Brook manteve o olhar fixo, ouvindo sem interromper.

— Ele hesitou, claro. Mas eu insisti. Implorei, para ser honesta. E ele aceitou, com uma condição: que ninguém jamais soubesse. Nem amigos, nem família. Foi como um segredo sujo — ela engoliu seco — mas era tudo o que eu tinha.

— Eloá… — Brook sussurrou, emocionada.

— É por isso que ele não pode saber, Brook. Se souber da gravidez, vai pensar que planejei tudo, que o enganei, que usei a única noite que me deu para prendê-lo com um filho. E eu juro por tudo que não foi isso.

— Mas vocês se protegeram realmente?

— Sim. Ele usou preservativo. Eu só não sei o que deu errado. Pode ter sido um erro, uma falha, eu não sei. Só sei que aconteceu.

Brook suspirou, preocupada.

— Eu não quero me meter na sua vida… mas você precisa contar aos seus pais. Se o seu pai descobrir sozinho e souber que acobertei tudo, posso me complicar.

— Não se preocupe com isso. Se ele descobrir, eu assumo a culpa. Direi que escondi até de você.

Brook ainda tentou argumentar, mas Eloá foi rápida:

— Eu só preciso de uma coisa agora. Que me ajude a me mudar para o apartamento antes do bebê nascer. Só isso.

Brook hesitou por um instante, mas acabou cedendo.

— Tudo bem. Eu vou fazer isso por você. Mesmo sendo difícil…

— Eu sei que é. Mas tenho certeza de que você vai conseguir.

O veículo então ficou em silêncio até chegarem ao hospital, onde Eloá havia marcado a consulta. Depois de alguns minutos na recepção, foi chamada para a sala do obstetra.

A voz do médico era calma e segura. Ele ligou o aparelho de ultrassom e passou o gel frio sobre o ventre da jovem.

— Você vai ser uma mãe incrível, Eloá. Mesmo que ainda não saiba disso.

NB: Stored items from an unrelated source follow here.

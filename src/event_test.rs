use super::*;

#[test]
fn main_link_hits_only_its_own_index() {
    let target = ClickTarget::MainLink(2);
    assert!(target.hits_link(2));
    assert!(!target.hits_link(0));
    assert!(!target.hits_link(3));
}

#[test]
fn elsewhere_hits_no_link() {
    assert!((0..8).all(|i| !ClickTarget::Elsewhere.hits_link(i)));
}
//! Event reducer for the page binder.
//!
//! `PageCore` owns the [`PageState`] and turns each [`PageEvent`] into state
//! changes plus a list of [`Action`]s for the host to apply to the DOM. It has
//! no browser dependencies, so every behavior of the binder is tested here.
//!
//! Actions are emitted only for real transitions: hiding an already hidden
//! panel or reopening an open popup yields no DOM write.

#[cfg(test)]
#[path = "engine_test.rs"]
mod engine_test;

use crate::error::PageError;
use crate::event::{ClickTarget, PageEvent};
use crate::page::{PageState, Visibility};

/// DOM mutations requested by the core.
#[derive(Debug, Clone, Copy, PartialEq, Eq)]
pub enum Action {
    /// Suppress the browser's default handling of the current event.
    PreventDefault,
    SetPanel { link: usize, visibility: Visibility },
    SetTaskCompleted { task: usize, completed: bool },
    SetPopup(Visibility),
}

#[derive(Debug, Clone, Default)]
pub struct PageCore {
    state: PageState,
}

impl PageCore {
    #[must_use]
    pub fn new(state: PageState) -> Self {
        Self { state }
    }

    /// Current state, for queries and tests.
    #[must_use]
    pub fn state(&self) -> &PageState {
        &self.state
    }

    /// Reduce one event.
    ///
    /// # Errors
    ///
    /// Returns `UnknownLink`/`UnknownTask` for indices outside the bound page
    /// and `NoPopup` for popup events on a page without one. State is left
    /// untouched on error.
    pub fn handle(&mut self, event: PageEvent) -> Result<Vec<Action>, PageError> {
        match event {
            PageEvent::ContextMenu { link } => self.reveal_panel(link),
            PageEvent::Click { target } => Ok(self.hide_panels_except(target)),
            PageEvent::CheckboxChanged { task, checked } => self.set_completed(task, checked),
            PageEvent::OpenPopup => self.set_popup(Visibility::Visible),
            PageEvent::ClosePopup => self.set_popup(Visibility::Hidden),
        }
    }

    /// Actions that mark already-checked tasks completed.
    ///
    /// Used once after binding so labels agree with checkboxes the browser
    /// restored before the script ran. Unchecked labels keep their markup
    /// styles untouched.
    #[must_use]
    pub fn sync_labels(&self) -> Vec<Action> {
        self.state
            .tasks
            .iter()
            .enumerate()
            .filter(|(_, item)| item.completed)
            .map(|(task, _)| Action::SetTaskCompleted { task, completed: true })
            .collect()
    }

    fn reveal_panel(&mut self, link: usize) -> Result<Vec<Action>, PageError> {
        let item = self.state.links.get_mut(link).ok_or(PageError::UnknownLink(link))?;
        let mut actions = vec![Action::PreventDefault];
        if item.panel != Visibility::Visible {
            item.panel = Visibility::Visible;
            log::debug!("edit links {link} shown");
            actions.push(Action::SetPanel { link, visibility: Visibility::Visible });
        }
        Ok(actions)
    }

    fn hide_panels_except(&mut self, target: ClickTarget) -> Vec<Action> {
        let mut actions = Vec::new();
        for (link, item) in self.state.links.iter_mut().enumerate() {
            if item.panel == Visibility::Visible && !target.hits_link(link) {
                item.panel = Visibility::Hidden;
                actions.push(Action::SetPanel { link, visibility: Visibility::Hidden });
            }
        }
        if !actions.is_empty() {
            log::debug!("click {target:?} hid {} edit-links panel(s)", actions.len());
        }
        actions
    }

    fn set_completed(&mut self, task: usize, checked: bool) -> Result<Vec<Action>, PageError> {
        let item = self.state.tasks.get_mut(task).ok_or(PageError::UnknownTask(task))?;
        if item.completed == checked {
            return Ok(Vec::new());
        }
        item.completed = checked;
        log::debug!("task {task} completed={checked}");
        Ok(vec![Action::SetTaskCompleted { task, completed: checked }])
    }

    fn set_popup(&mut self, visibility: Visibility) -> Result<Vec<Action>, PageError> {
        let popup = self.state.popup.as_mut().ok_or(PageError::NoPopup)?;
        if popup.visibility == visibility {
            return Ok(Vec::new());
        }
        popup.visibility = visibility;
        log::debug!("popup {visibility:?}");
        Ok(vec![Action::SetPopup(visibility)])
    }
}
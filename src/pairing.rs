//! Assembles bound element groups from the page markup.
//!
//! Link items and task rows are containers whose children must all be
//! present; position pairing matches two flat collections by index and
//! refuses to guess when their lengths differ. Lookup is abstracted behind
//! [`ChildLookup`] so the rules can be exercised without a browser.

#[cfg(test)]
#[path = "pairing_test.rs"]
mod pairing_test;

use crate::error::{PageError, RowKind};

/// A container that can look up a descendant by CSS selector.
pub trait ChildLookup {
    type Child;

    /// First descendant matching `selector`, if any.
    ///
    /// # Errors
    ///
    /// Implementations return `Dom` when the lookup itself fails.
    fn find(&self, selector: &str) -> Result<Option<Self::Child>, PageError>;
}

/// For each row, find one child per selector; a missing child fails the bind.
///
/// # Errors
///
/// `MissingChild` naming the first row and selector that matched nothing,
/// or any error raised by the lookup.
pub fn pair_within_rows<R: ChildLookup>(
    kind: RowKind,
    rows: &[R],
    first: &str,
    second: &str,
) -> Result<Vec<(R::Child, R::Child)>, PageError> {
    rows.iter()
        .enumerate()
        .map(|(index, row)| {
            let a = require(row, kind, index, first)?;
            let b = require(row, kind, index, second)?;
            Ok((a, b))
        })
        .collect()
}

/// Pair the Nth checkbox with the Nth label.
///
/// # Errors
///
/// `TaskCountMismatch` when the collections differ in length.
pub fn pair_by_position<C, L>(checkboxes: Vec<C>, labels: Vec<L>) -> Result<Vec<(C, L)>, PageError> {
    if checkboxes.len() != labels.len() {
        return Err(PageError::TaskCountMismatch { checkboxes: checkboxes.len(), labels: labels.len() });
    }
    Ok(checkboxes.into_iter().zip(labels).collect())
}

fn require<R: ChildLookup>(row: &R, kind: RowKind, index: usize, selector: &str) -> Result<R::Child, PageError> {
    row.find(selector)?
        .ok_or_else(|| PageError::MissingChild { kind, index, selector: selector.to_owned() })
}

Quando saiu do hospital, Eloá decidiu não voltar com Brook para a universidade. Não tinha mais aulas naquele dia, e sua mente estava agitada demais para ficar presa entre paredes. Caminhou pelas ruas de New Haven sem rumo, apenas querendo respirar, pensar, entender o furacão que havia se tornado sua vida.

A única certeza que tinha era que teria uma filha. Uma menina. Só isso já bastava para mexer com todas as suas estruturas. O problema era tudo o que vinha junto com essa verdade: o medo, as dúvidas, o segredo que carregava sozinha no peito. Como esconder uma criança para sempre? Ela sabia que seria impossível. Mais cedo ou mais tarde, tudo viria à tona.

No meio daquele devaneio, se deu conta de que havia parado diante de uma loja de artigos infantis. O vitral colorido, as roupinhas pequenas penduradas e um par de sapatinhos cor-de-rosa chamaram sua atenção de um jeito quase magnético.

Sem pensar, entrou.

O cheiro leve de talco e o som de uma canção de ninar preencheram seus sentidos. Caminhou devagar entre os corredores estreitos, com os olhos atentos a cada detalhe. Fraldas, cobertores, naninhas, babadores… e ali, bem no centro, um macacão branco com pequenos detalhes de renda e lacinhos rosa-claro.

Ela não resistiu. Pegou o macacão nas mãos, passando os dedos pelos tecidos macios. Um nó se formou em sua garganta. Aquilo era real. Tão real quanto o coração que batia dentro dela.

Pagou sem pensar no preço. Saiu da loja com a sacolinha apertada contra o peito, como se estivesse protegendo o mundo inteiro dentro dela.

E pela primeira vez desde que descobriu a gravidez, sorriu. Não porque tudo estava resolvido, mas porque, ali, no meio do caos, havia amor.

— Oi, pequena — murmurou, passando a mão sobre a barriga. — Eu não faço ideia do que vai ser de nós, mas eu prometo que vou te amar com tudo o que tenho.

Ela continuou andando pelas ruas, sem destino, mas com um novo sentimento florescendo dentro do peito: esperança.

O que ela não sabia era que, do outro lado da rua, um par de olhos a reconheceu e congelou ao vê-la ali, com uma sacola de artigos infantis em uma mão e a outra acariciando suavemente a barriga.